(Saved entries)
◇ ◇ ◇

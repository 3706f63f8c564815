//! End-to-end persistence flows: toggle parity, channel statistics,
//! pagination windows, playlist membership, and comment liker sets.

use uuid::Uuid;

use vidnest_db::Database;
use vidnest_db::queries::VideoFilter;
use vidnest_types::models::LikeTarget;

fn new_id() -> String {
    Uuid::new_v4().to_string()
}

fn seed_user(db: &Database, username: &str) -> String {
    let id = new_id();
    db.create_user(&id, username, "argon2id-hash", "user").unwrap();
    id
}

fn seed_video(db: &Database, owner: &str, title: &str) -> String {
    let id = new_id();
    db.insert_video(&id, title, "a description", None, "/api/media/thumb", 12.5, owner)
        .unwrap();
    id
}

fn like_rows(db: &Database, user: &str, target_id: &str) -> i64 {
    db.with_conn(|conn| {
        let count = conn.query_row(
            "SELECT COUNT(*) FROM likes WHERE user_id = ?1 AND target_id = ?2",
            [user, target_id],
            |row| row.get(0),
        )?;
        Ok(count)
    })
    .unwrap()
}

// -- Toggle-relation flows --

#[test]
fn toggle_pair_returns_to_original_state() {
    let db = Database::open_in_memory().unwrap();
    let owner = seed_user(&db, "owner");
    let viewer = seed_user(&db, "viewer");
    let video = seed_video(&db, &owner, "first");

    let created = db
        .toggle_like(&new_id(), &viewer, LikeTarget::Video, &video)
        .unwrap();
    assert!(created);
    assert!(db.like_exists(&viewer, LikeTarget::Video, &video).unwrap());

    let created = db
        .toggle_like(&new_id(), &viewer, LikeTarget::Video, &video)
        .unwrap();
    assert!(!created);
    assert!(!db.like_exists(&viewer, LikeTarget::Video, &video).unwrap());
    assert_eq!(like_rows(&db, &viewer, &video), 0);
}

#[test]
fn odd_toggle_count_leaves_relation_present_even_absent() {
    let db = Database::open_in_memory().unwrap();
    let owner = seed_user(&db, "owner");
    let viewer = seed_user(&db, "viewer");
    let video = seed_video(&db, &owner, "first");

    for _ in 0..5 {
        db.toggle_like(&new_id(), &viewer, LikeTarget::Video, &video)
            .unwrap();
    }
    assert!(db.like_exists(&viewer, LikeTarget::Video, &video).unwrap());
    assert_eq!(like_rows(&db, &viewer, &video), 1);

    for _ in 0..5 {
        db.toggle_like(&new_id(), &viewer, LikeTarget::Video, &video)
            .unwrap();
    }
    assert!(!db.like_exists(&viewer, LikeTarget::Video, &video).unwrap());
    assert_eq!(like_rows(&db, &viewer, &video), 0);
}

#[test]
fn duplicate_relation_rows_are_rejected_by_constraint() {
    let db = Database::open_in_memory().unwrap();
    let owner = seed_user(&db, "owner");
    let viewer = seed_user(&db, "viewer");
    let video = seed_video(&db, &owner, "first");

    db.toggle_like(&new_id(), &viewer, LikeTarget::Video, &video)
        .unwrap();

    // A raw second insert for the same (user, kind, target) must fail
    let result = db.with_conn(|conn| {
        conn.execute(
            "INSERT INTO likes (id, user_id, target_kind, target_id) VALUES (?1, ?2, 'video', ?3)",
            rusqlite::params![new_id(), viewer, video],
        )?;
        Ok(())
    });
    assert!(result.is_err());
    assert_eq!(like_rows(&db, &viewer, &video), 1);
}

#[test]
fn same_user_may_like_same_id_under_different_kinds() {
    let db = Database::open_in_memory().unwrap();
    let viewer = seed_user(&db, "viewer");
    let target = new_id();

    assert!(db.toggle_like(&new_id(), &viewer, LikeTarget::Video, &target).unwrap());
    assert!(db.toggle_like(&new_id(), &viewer, LikeTarget::Comment, &target).unwrap());
    assert!(db.like_exists(&viewer, LikeTarget::Video, &target).unwrap());
    assert!(db.like_exists(&viewer, LikeTarget::Comment, &target).unwrap());
}

#[test]
fn subscription_toggle_alternates() {
    let db = Database::open_in_memory().unwrap();
    let channel = seed_user(&db, "channel");
    let subscriber = seed_user(&db, "subscriber");

    assert!(db.toggle_subscription(&new_id(), &subscriber, &channel).unwrap());
    assert!(db.subscription_exists(&subscriber, &channel).unwrap());

    assert!(!db.toggle_subscription(&new_id(), &subscriber, &channel).unwrap());
    assert!(!db.subscription_exists(&subscriber, &channel).unwrap());
}

#[test]
fn subscriber_listings_compose_user_documents() {
    let db = Database::open_in_memory().unwrap();
    let channel = seed_user(&db, "channel");
    let alice = seed_user(&db, "alice");
    let bob = seed_user(&db, "bob");

    db.toggle_subscription(&new_id(), &alice, &channel).unwrap();
    db.toggle_subscription(&new_id(), &bob, &channel).unwrap();

    let subscribers = db.list_channel_subscribers(&channel).unwrap();
    let mut names: Vec<_> = subscribers.iter().map(|s| s.username.clone()).collect();
    names.sort();
    assert_eq!(names, ["alice", "bob"]);

    let channels = db.list_subscribed_channels(&alice).unwrap();
    assert_eq!(channels.len(), 1);
    assert_eq!(channels[0].username, "channel");
    assert_eq!(channels[0].user_id, channel);
}

// -- Channel statistics --

#[test]
fn channel_stats_are_zero_for_empty_channel() {
    let db = Database::open_in_memory().unwrap();
    let channel = seed_user(&db, "channel");

    assert_eq!(db.count_channel_videos(&channel).unwrap(), 0);
    assert_eq!(db.count_channel_subscribers(&channel).unwrap(), 0);
    assert_eq!(db.sum_channel_views(&channel).unwrap(), 0);
    assert_eq!(db.count_channel_content_likes(&channel).unwrap(), 0);
}

#[test]
fn channel_stats_aggregate_videos_views_subscribers_and_likes() {
    let db = Database::open_in_memory().unwrap();
    let channel = seed_user(&db, "channel");
    let viewer = seed_user(&db, "viewer");

    let v1 = seed_video(&db, &channel, "first");
    let v2 = seed_video(&db, &channel, "second");

    for _ in 0..3 {
        db.increment_views(&v1).unwrap();
    }
    db.increment_views(&v2).unwrap();

    db.toggle_subscription(&new_id(), &viewer, &channel).unwrap();

    let comment = new_id();
    db.insert_comment(&comment, &v1, &viewer, "nice", None).unwrap();
    let tweet = new_id();
    db.insert_tweet(&tweet, &channel, "hello").unwrap();

    db.toggle_like(&new_id(), &viewer, LikeTarget::Video, &v1).unwrap();
    db.toggle_like(&new_id(), &viewer, LikeTarget::Comment, &comment).unwrap();
    db.toggle_like(&new_id(), &viewer, LikeTarget::Tweet, &tweet).unwrap();

    assert_eq!(db.count_channel_videos(&channel).unwrap(), 2);
    assert_eq!(db.count_channel_subscribers(&channel).unwrap(), 1);
    assert_eq!(db.sum_channel_views(&channel).unwrap(), 4);
    assert_eq!(db.count_channel_content_likes(&channel).unwrap(), 3);
}

#[test]
fn soft_deleted_videos_drop_out_of_stats_and_listings() {
    let db = Database::open_in_memory().unwrap();
    let channel = seed_user(&db, "channel");
    let v1 = seed_video(&db, &channel, "kept");
    let v2 = seed_video(&db, &channel, "flagged");

    db.increment_views(&v1).unwrap();
    db.increment_views(&v2).unwrap();

    db.with_conn(|conn| {
        conn.execute("UPDATE videos SET is_deleted = 1 WHERE id = ?1", [&v2])?;
        Ok(())
    })
    .unwrap();

    assert_eq!(db.count_channel_videos(&channel).unwrap(), 1);
    assert_eq!(db.sum_channel_views(&channel).unwrap(), 1);

    let listed = db.list_channel_videos(&channel).unwrap();
    assert_eq!(listed.len(), 1);
    assert_eq!(listed[0].title, "kept");
}

// -- Video listing --

#[test]
fn pagination_window_returns_the_requested_slice() {
    let db = Database::open_in_memory().unwrap();
    let owner = seed_user(&db, "owner");

    for i in 1..=25 {
        seed_video(&db, &owner, &format!("video-{i:02}"));
    }

    let page = 2;
    let limit = 10;
    let filter = VideoFilter {
        sort_by: Some("title".to_string()),
        ascending: true,
        limit,
        offset: (page - 1) * limit,
        ..Default::default()
    };

    let rows = db.list_videos(&filter).unwrap();
    let titles: Vec<_> = rows.iter().map(|r| r.title.as_str()).collect();
    let expected: Vec<String> = (11..=20).map(|i| format!("video-{i:02}")).collect();
    assert_eq!(titles, expected);

    assert_eq!(db.count_videos(&filter).unwrap(), 25);
}

#[test]
fn text_filter_matches_title_and_description_case_insensitively() {
    let db = Database::open_in_memory().unwrap();
    let owner = seed_user(&db, "owner");

    let hit_title = new_id();
    db.insert_video(&hit_title, "Rust Tutorial", "basics", None, "/t", 1.0, &owner)
        .unwrap();
    let hit_description = new_id();
    db.insert_video(&hit_description, "episode two", "more RUST content", None, "/t", 1.0, &owner)
        .unwrap();
    seed_video(&db, &owner, "gardening");

    let filter = VideoFilter {
        text: Some("rust".to_string()),
        limit: 10,
        ..Default::default()
    };
    let rows = db.list_videos(&filter).unwrap();
    assert_eq!(rows.len(), 2);
    assert_eq!(db.count_videos(&filter).unwrap(), 2);
}

#[test]
fn owner_filter_narrows_the_listing() {
    let db = Database::open_in_memory().unwrap();
    let alice = seed_user(&db, "alice");
    let bob = seed_user(&db, "bob");
    seed_video(&db, &alice, "hers");
    seed_video(&db, &bob, "his");

    let filter = VideoFilter {
        owner_id: Some(alice.clone()),
        limit: 10,
        ..Default::default()
    };
    let rows = db.list_videos(&filter).unwrap();
    assert_eq!(rows.len(), 1);
    assert_eq!(rows[0].owner_username, "alice");
}

#[test]
fn video_update_keeps_omitted_fields() {
    let db = Database::open_in_memory().unwrap();
    let owner = seed_user(&db, "owner");
    let video = seed_video(&db, &owner, "before");

    db.update_video(&video, Some("after"), None, None).unwrap();

    let row = db.get_video(&video).unwrap().unwrap();
    assert_eq!(row.title, "after");
    assert_eq!(row.description, "a description");
    assert_eq!(row.thumbnail_url, "/api/media/thumb");
}

#[test]
fn publish_toggle_flips_the_flag() {
    let db = Database::open_in_memory().unwrap();
    let owner = seed_user(&db, "owner");
    let video = seed_video(&db, &owner, "clip");

    assert!(db.get_video(&video).unwrap().unwrap().is_published);
    assert!(!db.toggle_publish(&video).unwrap());
    assert!(db.toggle_publish(&video).unwrap());
}

// -- Liked videos --

#[test]
fn liked_videos_compose_the_video_documents() {
    let db = Database::open_in_memory().unwrap();
    let owner = seed_user(&db, "owner");
    let viewer = seed_user(&db, "viewer");
    let video = seed_video(&db, &owner, "clip");

    db.toggle_like(&new_id(), &viewer, LikeTarget::Video, &video).unwrap();

    let liked = db.list_liked_videos(&viewer).unwrap();
    assert_eq!(liked.len(), 1);
    assert_eq!(liked[0].title, "clip");
    assert_eq!(liked[0].owner_username, "owner");
}

#[test]
fn liked_videos_drop_like_rows_pointing_at_deleted_videos() {
    let db = Database::open_in_memory().unwrap();
    let owner = seed_user(&db, "owner");
    let viewer = seed_user(&db, "viewer");
    let video = seed_video(&db, &owner, "clip");

    db.toggle_like(&new_id(), &viewer, LikeTarget::Video, &video).unwrap();
    db.delete_video(&video).unwrap();

    // The orphan relation row survives, but the join hides it
    assert!(db.like_exists(&viewer, LikeTarget::Video, &video).unwrap());
    assert!(db.list_liked_videos(&viewer).unwrap().is_empty());
}

// -- Playlists --

#[test]
fn playlist_membership_is_unique_and_ordered() {
    let db = Database::open_in_memory().unwrap();
    let owner = seed_user(&db, "owner");
    let playlist = new_id();
    db.insert_playlist(&playlist, "mix", "favourites", &owner).unwrap();

    let v1 = seed_video(&db, &owner, "one");
    let v2 = seed_video(&db, &owner, "two");
    let v3 = seed_video(&db, &owner, "three");

    assert!(db.add_playlist_video(&playlist, &v1).unwrap());
    assert!(db.add_playlist_video(&playlist, &v2).unwrap());
    assert!(db.add_playlist_video(&playlist, &v3).unwrap());

    // Second add of the same video reports a duplicate
    assert!(!db.add_playlist_video(&playlist, &v1).unwrap());

    assert_eq!(db.playlist_video_ids(&playlist).unwrap(), [v1.clone(), v2.clone(), v3.clone()]);
    assert_eq!(db.count_playlist_videos(&playlist).unwrap(), 3);

    // Removing the middle entry keeps the remaining order
    assert!(db.remove_playlist_video(&playlist, &v2).unwrap());
    assert_eq!(db.playlist_video_ids(&playlist).unwrap(), [v1, v3]);

    // Removing a video that is not in the playlist reports absence
    assert!(!db.remove_playlist_video(&playlist, &v2).unwrap());
}

#[test]
fn deleting_a_playlist_cascades_its_entries() {
    let db = Database::open_in_memory().unwrap();
    let owner = seed_user(&db, "owner");
    let playlist = new_id();
    db.insert_playlist(&playlist, "mix", "favourites", &owner).unwrap();
    let video = seed_video(&db, &owner, "clip");
    db.add_playlist_video(&playlist, &video).unwrap();

    db.delete_playlist(&playlist).unwrap();

    assert!(db.get_playlist(&playlist).unwrap().is_none());
    let entries: i64 = db
        .with_conn(|conn| {
            let count = conn.query_row(
                "SELECT COUNT(*) FROM playlist_videos WHERE playlist_id = ?1",
                [&playlist],
                |row| row.get(0),
            )?;
            Ok(count)
        })
        .unwrap();
    assert_eq!(entries, 0);
}

// -- Comment liker sets --

#[test]
fn comment_liker_set_rejects_double_like_and_double_unlike() {
    let db = Database::open_in_memory().unwrap();
    let owner = seed_user(&db, "owner");
    let viewer = seed_user(&db, "viewer");
    let video = seed_video(&db, &owner, "clip");
    let comment = new_id();
    db.insert_comment(&comment, &video, &viewer, "nice", None).unwrap();

    assert!(db.add_comment_liker(&comment, &viewer).unwrap());
    assert!(!db.add_comment_liker(&comment, &viewer).unwrap());
    assert_eq!(db.get_comment_likers(&comment).unwrap(), [viewer.clone()]);

    assert!(db.remove_comment_liker(&comment, &viewer).unwrap());
    assert!(!db.remove_comment_liker(&comment, &viewer).unwrap());
    assert!(db.get_comment_likers(&comment).unwrap().is_empty());
}

#[test]
fn liker_sets_batch_fetch_for_a_page_of_comments() {
    let db = Database::open_in_memory().unwrap();
    let owner = seed_user(&db, "owner");
    let alice = seed_user(&db, "alice");
    let bob = seed_user(&db, "bob");
    let video = seed_video(&db, &owner, "clip");

    let c1 = new_id();
    let c2 = new_id();
    db.insert_comment(&c1, &video, &alice, "first", None).unwrap();
    db.insert_comment(&c2, &video, &bob, "second", Some(c1.as_str())).unwrap();

    db.add_comment_liker(&c1, &alice).unwrap();
    db.add_comment_liker(&c1, &bob).unwrap();
    db.add_comment_liker(&c2, &alice).unwrap();

    let rows = db.likers_for_comments(&[c1.clone(), c2.clone()]).unwrap();
    assert_eq!(rows.iter().filter(|r| r.comment_id == c1).count(), 2);
    assert_eq!(rows.iter().filter(|r| r.comment_id == c2).count(), 1);

    // Deleting the comment clears its liker set
    db.delete_comment(&c1).unwrap();
    assert!(db.likers_for_comments(&[c1]).unwrap().is_empty());
}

◇ ◇ ◇

> **Work to complete**:
The line containing "assert!(!db.remove_comment_liker(&comment, &viewer).unwrap());" and all lines after it, through the last line of the data, should be retyped exactly.

> **Solution**:
    assert!(!db.remove_comment_liker(&comment, &viewer).unwrap());
    assert!(db.get_comment_likers(&comment).unwrap().is_empty());
}

#[test]
fn liker_sets_batch_fetch_for_a_page_of_comments() {
    let db = Database::open_in_memory().unwrap();
    let owner = seed_user(&db, "owner");
    let alice = seed_user(&db, "alice");
    let bob = seed_user(&db, "bob");
    let video = seed_video(&db, &owner, "clip");

    let c1 = new_id();
    let c2 = new_id();
    db.insert_comment(&c1, &video, &alice, "first", None).unwrap();
    db.insert_comment(&c2, &video, &bob, "second", Some(c1.as_str())).unwrap();

    db.add_comment_liker(&c1, &alice).unwrap();
    db.add_comment_liker(&c1, &bob).unwrap();
    db.add_comment_liker(&c2, &alice).unwrap();

    let rows = db.likers_for_comments(&[c1.clone(), c2.clone()]).unwrap();
    assert_eq!(rows.iter().filter(|r| r.comment_id == c1).count(), 2);
    assert_eq!(rows.iter().filter(|r| r.comment_id == c2).count(), 1);

    // Deleting the comment clears its liker set
    db.delete_comment(&c1).unwrap();
    assert!(db.likers_for_comments(&[c1]).unwrap().is_empty());
}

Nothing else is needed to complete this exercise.